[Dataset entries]
++++++++++++++++++++

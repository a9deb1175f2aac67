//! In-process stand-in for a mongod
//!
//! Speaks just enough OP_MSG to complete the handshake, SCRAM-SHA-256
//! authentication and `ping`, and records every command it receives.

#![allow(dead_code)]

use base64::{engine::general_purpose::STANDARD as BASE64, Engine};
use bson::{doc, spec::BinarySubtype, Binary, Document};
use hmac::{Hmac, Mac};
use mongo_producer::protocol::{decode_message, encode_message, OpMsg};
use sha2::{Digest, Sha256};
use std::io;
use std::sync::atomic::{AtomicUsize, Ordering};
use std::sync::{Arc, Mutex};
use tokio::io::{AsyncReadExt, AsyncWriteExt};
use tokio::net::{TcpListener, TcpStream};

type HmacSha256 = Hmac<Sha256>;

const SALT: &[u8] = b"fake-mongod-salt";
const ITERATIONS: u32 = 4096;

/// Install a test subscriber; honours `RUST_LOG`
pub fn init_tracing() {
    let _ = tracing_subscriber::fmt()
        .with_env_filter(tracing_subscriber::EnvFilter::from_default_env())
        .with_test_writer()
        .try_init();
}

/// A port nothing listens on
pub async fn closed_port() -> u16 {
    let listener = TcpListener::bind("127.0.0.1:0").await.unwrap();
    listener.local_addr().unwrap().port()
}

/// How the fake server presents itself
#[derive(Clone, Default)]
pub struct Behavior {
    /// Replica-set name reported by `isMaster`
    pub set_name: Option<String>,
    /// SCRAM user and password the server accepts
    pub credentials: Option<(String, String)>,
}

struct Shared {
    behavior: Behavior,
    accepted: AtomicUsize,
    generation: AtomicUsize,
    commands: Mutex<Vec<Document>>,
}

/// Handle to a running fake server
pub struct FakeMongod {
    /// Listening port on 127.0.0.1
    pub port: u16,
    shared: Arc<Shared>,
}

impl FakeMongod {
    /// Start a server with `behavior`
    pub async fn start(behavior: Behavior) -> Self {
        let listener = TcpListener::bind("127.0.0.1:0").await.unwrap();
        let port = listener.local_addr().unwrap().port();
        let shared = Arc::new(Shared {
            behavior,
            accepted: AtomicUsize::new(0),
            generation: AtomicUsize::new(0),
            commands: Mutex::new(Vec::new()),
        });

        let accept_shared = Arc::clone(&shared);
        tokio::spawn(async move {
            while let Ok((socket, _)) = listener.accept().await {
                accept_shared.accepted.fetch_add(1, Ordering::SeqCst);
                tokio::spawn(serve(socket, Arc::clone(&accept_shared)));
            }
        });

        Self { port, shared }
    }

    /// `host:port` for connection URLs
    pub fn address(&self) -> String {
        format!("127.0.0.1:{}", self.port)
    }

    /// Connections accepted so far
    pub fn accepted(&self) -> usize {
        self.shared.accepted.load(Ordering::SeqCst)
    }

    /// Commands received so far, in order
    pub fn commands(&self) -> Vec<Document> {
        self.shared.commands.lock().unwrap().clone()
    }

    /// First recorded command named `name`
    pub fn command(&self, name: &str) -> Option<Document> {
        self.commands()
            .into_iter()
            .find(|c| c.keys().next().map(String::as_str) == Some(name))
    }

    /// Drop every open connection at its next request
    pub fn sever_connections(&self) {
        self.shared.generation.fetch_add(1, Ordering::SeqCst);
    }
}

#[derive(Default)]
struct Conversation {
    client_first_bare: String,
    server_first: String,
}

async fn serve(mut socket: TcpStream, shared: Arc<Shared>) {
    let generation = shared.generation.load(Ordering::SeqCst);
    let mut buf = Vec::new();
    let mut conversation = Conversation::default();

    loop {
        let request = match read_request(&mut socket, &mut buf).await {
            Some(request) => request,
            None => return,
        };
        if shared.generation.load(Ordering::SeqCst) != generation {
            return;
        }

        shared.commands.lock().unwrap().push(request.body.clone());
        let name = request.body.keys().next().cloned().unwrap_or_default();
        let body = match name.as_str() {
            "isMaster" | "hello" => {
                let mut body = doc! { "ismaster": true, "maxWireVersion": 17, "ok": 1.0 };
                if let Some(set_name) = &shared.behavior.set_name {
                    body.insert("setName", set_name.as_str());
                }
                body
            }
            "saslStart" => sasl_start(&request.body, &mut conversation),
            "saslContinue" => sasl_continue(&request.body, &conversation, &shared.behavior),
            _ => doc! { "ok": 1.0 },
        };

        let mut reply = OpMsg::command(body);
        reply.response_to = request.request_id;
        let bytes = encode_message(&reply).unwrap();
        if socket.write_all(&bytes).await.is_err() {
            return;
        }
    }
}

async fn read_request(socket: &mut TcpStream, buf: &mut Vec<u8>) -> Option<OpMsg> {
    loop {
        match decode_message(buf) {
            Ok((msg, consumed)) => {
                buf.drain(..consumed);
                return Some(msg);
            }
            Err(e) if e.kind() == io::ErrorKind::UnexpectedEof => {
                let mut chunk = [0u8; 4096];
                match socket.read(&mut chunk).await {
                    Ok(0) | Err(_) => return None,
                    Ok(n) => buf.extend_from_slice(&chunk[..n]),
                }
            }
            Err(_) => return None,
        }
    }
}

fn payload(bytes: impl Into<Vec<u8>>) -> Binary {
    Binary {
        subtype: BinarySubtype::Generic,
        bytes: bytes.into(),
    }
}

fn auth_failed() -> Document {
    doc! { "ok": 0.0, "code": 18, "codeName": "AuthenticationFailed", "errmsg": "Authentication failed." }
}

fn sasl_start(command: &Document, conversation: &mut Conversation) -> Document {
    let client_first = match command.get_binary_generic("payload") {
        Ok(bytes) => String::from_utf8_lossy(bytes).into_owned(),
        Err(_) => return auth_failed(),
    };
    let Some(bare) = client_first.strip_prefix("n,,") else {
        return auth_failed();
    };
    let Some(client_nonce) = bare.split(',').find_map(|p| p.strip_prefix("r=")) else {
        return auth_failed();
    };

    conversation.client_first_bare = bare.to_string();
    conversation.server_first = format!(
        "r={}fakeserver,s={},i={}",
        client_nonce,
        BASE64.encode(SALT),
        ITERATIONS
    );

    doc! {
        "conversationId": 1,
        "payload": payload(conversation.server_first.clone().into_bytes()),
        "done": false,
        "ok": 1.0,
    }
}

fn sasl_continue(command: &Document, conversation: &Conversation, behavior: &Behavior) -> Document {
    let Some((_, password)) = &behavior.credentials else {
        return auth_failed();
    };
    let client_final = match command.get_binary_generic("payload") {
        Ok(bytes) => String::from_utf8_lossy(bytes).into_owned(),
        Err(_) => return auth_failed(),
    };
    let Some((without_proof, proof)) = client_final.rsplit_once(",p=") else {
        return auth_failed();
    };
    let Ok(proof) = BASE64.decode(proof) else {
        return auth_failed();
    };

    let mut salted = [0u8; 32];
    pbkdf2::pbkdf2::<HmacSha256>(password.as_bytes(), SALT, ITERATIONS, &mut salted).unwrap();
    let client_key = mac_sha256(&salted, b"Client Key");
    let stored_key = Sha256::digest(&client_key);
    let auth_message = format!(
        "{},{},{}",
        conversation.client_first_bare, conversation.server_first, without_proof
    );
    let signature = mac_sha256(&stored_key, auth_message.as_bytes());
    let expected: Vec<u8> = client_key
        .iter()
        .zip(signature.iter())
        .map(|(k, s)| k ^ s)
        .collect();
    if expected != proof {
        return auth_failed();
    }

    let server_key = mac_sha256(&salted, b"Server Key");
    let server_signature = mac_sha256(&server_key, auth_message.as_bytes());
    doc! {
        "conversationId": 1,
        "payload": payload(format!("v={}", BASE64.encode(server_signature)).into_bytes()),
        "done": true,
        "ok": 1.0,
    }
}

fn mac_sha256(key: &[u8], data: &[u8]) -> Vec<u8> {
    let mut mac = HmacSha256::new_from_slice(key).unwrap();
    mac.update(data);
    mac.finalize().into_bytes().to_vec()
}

++++++++++++++++++++

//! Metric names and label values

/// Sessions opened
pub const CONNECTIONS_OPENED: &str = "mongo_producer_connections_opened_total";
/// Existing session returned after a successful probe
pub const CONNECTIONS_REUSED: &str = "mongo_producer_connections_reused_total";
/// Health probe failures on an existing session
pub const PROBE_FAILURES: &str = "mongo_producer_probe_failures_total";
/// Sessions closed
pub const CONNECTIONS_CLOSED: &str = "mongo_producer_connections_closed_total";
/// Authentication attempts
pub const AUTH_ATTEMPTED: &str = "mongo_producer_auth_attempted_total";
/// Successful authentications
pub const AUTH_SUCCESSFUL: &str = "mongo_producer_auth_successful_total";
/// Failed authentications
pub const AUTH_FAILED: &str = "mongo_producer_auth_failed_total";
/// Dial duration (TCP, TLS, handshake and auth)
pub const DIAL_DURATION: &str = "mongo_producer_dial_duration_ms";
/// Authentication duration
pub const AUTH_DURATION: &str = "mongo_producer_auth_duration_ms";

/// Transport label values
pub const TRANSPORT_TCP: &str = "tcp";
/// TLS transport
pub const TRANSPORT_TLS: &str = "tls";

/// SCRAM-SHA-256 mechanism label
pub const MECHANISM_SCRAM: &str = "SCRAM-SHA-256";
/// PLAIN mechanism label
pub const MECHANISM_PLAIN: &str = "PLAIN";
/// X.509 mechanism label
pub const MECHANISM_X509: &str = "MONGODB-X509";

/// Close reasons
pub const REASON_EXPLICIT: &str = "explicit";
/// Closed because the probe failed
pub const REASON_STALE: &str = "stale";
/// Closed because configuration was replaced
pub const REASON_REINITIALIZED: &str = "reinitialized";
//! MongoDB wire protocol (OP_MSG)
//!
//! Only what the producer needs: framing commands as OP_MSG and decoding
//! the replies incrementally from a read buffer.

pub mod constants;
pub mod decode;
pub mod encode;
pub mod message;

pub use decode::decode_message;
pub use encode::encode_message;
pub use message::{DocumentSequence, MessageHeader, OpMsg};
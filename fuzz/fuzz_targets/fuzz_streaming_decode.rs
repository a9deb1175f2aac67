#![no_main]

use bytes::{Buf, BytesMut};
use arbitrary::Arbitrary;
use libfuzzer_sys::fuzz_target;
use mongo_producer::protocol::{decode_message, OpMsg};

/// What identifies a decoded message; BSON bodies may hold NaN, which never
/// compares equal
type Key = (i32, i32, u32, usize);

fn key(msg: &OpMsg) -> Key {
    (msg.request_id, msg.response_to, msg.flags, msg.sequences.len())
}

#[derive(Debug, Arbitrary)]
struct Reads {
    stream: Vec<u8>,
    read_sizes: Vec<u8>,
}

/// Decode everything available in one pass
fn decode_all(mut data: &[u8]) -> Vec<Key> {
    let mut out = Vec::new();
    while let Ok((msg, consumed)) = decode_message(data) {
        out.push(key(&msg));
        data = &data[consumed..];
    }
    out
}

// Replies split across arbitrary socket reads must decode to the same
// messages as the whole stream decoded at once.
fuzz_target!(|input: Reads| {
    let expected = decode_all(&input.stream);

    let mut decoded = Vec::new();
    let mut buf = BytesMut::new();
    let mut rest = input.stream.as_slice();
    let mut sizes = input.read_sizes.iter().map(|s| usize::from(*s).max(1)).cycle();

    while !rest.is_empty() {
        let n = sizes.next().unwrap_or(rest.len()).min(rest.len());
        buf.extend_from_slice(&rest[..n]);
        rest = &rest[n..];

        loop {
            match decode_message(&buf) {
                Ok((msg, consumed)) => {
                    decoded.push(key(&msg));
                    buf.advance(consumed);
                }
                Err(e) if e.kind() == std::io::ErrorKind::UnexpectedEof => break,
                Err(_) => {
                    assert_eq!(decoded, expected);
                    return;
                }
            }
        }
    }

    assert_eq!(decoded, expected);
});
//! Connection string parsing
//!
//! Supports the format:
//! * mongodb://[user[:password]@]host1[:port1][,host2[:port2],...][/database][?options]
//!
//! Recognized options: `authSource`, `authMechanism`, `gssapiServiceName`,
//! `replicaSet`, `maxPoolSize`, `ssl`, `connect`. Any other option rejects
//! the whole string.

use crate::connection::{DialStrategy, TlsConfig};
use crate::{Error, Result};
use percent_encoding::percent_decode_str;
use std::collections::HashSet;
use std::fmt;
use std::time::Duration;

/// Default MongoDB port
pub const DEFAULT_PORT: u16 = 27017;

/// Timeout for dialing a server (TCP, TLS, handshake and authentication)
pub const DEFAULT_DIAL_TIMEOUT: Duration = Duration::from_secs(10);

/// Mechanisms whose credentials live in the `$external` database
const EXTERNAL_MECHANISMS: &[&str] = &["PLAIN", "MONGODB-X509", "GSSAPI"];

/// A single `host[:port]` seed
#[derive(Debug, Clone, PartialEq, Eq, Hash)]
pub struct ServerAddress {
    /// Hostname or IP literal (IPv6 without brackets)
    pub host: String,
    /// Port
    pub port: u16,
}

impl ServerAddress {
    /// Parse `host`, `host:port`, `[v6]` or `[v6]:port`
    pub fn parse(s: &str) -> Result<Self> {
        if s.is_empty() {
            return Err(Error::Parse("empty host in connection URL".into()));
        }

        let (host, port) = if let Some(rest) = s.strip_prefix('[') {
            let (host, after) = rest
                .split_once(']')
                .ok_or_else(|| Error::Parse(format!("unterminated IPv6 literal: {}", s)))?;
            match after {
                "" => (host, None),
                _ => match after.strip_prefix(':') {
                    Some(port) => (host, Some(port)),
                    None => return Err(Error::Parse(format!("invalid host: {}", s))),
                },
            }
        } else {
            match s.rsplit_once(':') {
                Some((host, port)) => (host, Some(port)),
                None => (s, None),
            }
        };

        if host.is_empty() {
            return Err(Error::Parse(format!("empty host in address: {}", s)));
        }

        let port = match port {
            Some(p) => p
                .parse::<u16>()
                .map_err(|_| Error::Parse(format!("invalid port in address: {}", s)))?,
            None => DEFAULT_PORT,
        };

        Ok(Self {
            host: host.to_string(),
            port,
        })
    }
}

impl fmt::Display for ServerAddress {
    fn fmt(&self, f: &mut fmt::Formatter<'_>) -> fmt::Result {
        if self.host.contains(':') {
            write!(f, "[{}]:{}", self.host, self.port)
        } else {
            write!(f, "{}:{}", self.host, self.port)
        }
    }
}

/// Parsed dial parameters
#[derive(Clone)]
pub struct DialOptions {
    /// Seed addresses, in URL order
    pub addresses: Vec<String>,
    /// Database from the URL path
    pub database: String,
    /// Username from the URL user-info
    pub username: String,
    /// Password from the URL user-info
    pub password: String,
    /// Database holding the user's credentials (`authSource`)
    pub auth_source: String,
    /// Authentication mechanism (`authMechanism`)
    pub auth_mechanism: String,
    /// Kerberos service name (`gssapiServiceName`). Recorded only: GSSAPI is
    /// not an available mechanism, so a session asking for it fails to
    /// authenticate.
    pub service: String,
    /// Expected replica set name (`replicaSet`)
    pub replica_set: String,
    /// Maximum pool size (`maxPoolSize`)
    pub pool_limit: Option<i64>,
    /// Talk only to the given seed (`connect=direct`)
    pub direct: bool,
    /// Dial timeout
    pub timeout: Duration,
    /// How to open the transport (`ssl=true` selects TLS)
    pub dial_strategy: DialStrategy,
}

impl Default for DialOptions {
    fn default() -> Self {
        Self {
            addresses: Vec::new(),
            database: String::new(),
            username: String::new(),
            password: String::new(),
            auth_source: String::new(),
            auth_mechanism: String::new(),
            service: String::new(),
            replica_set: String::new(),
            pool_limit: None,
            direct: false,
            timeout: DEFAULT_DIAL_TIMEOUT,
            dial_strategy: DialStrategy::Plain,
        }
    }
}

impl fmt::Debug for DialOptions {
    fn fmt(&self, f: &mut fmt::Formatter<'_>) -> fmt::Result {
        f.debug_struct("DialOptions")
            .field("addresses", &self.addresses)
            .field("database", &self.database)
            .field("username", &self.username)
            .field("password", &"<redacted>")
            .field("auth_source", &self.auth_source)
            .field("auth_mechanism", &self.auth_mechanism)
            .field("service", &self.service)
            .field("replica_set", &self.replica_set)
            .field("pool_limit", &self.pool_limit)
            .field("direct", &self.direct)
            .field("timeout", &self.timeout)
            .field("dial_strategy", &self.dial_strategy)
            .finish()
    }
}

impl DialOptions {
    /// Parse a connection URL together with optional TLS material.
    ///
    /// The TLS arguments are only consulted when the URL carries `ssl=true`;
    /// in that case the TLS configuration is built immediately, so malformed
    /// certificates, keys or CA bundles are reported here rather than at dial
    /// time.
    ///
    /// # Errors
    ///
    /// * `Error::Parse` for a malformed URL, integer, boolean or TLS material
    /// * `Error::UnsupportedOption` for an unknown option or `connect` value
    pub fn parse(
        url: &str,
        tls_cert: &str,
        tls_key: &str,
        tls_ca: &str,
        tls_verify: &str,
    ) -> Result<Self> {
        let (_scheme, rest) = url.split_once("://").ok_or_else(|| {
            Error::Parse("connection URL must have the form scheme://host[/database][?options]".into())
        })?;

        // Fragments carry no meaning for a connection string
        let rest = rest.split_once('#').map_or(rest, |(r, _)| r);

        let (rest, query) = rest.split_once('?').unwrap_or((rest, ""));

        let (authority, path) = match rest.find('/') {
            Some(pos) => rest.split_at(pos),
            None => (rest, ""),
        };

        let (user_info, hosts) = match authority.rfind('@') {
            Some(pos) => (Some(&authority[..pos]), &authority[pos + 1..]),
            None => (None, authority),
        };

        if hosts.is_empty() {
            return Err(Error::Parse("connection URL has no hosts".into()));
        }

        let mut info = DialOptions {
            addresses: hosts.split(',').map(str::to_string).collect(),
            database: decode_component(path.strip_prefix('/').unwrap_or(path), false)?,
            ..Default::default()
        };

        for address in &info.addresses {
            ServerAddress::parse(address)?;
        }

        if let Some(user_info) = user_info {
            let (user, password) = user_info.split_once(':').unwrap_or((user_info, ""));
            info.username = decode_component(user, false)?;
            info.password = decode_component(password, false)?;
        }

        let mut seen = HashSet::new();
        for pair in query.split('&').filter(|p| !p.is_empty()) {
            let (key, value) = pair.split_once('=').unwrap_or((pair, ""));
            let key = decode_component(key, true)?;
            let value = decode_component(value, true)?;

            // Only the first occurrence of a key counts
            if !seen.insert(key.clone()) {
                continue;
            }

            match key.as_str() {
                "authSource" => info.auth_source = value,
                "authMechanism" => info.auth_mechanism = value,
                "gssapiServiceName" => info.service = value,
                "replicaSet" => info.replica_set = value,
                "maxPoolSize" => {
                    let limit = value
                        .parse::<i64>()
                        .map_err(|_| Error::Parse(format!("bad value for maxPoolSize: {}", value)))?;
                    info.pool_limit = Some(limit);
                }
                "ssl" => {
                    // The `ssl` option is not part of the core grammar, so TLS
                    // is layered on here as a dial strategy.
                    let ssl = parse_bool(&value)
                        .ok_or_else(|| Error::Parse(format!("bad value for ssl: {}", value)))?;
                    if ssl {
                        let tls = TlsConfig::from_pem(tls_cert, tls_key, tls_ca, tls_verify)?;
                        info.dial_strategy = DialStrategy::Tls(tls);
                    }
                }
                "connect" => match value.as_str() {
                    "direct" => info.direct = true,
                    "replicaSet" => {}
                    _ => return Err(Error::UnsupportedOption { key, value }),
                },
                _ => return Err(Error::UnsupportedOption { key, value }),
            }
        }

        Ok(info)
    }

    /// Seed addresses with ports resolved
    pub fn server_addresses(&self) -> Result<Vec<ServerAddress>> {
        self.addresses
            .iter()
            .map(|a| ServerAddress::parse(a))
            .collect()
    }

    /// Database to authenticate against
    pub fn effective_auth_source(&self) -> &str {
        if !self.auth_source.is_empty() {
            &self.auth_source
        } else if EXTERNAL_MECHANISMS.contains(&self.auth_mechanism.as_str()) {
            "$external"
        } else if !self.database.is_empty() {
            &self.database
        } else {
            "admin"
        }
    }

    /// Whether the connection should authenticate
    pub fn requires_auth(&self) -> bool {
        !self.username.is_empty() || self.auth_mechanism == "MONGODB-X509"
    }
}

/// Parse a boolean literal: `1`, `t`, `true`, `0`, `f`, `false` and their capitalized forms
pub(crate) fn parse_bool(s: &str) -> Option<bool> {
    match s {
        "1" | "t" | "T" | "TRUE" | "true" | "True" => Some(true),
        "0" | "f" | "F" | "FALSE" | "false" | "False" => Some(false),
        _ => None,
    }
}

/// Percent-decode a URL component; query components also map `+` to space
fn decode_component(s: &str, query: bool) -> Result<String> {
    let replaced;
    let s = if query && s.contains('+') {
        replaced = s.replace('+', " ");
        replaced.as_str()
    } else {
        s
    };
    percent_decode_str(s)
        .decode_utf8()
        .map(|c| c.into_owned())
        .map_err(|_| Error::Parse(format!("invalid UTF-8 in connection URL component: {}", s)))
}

++++++++++++++++++++

Using the records above, copy each line that contains "replaced".

/// Closed because configuration was replaced
    let replaced;
        replaced = s.replace('+', " ");
        replaced.as_str()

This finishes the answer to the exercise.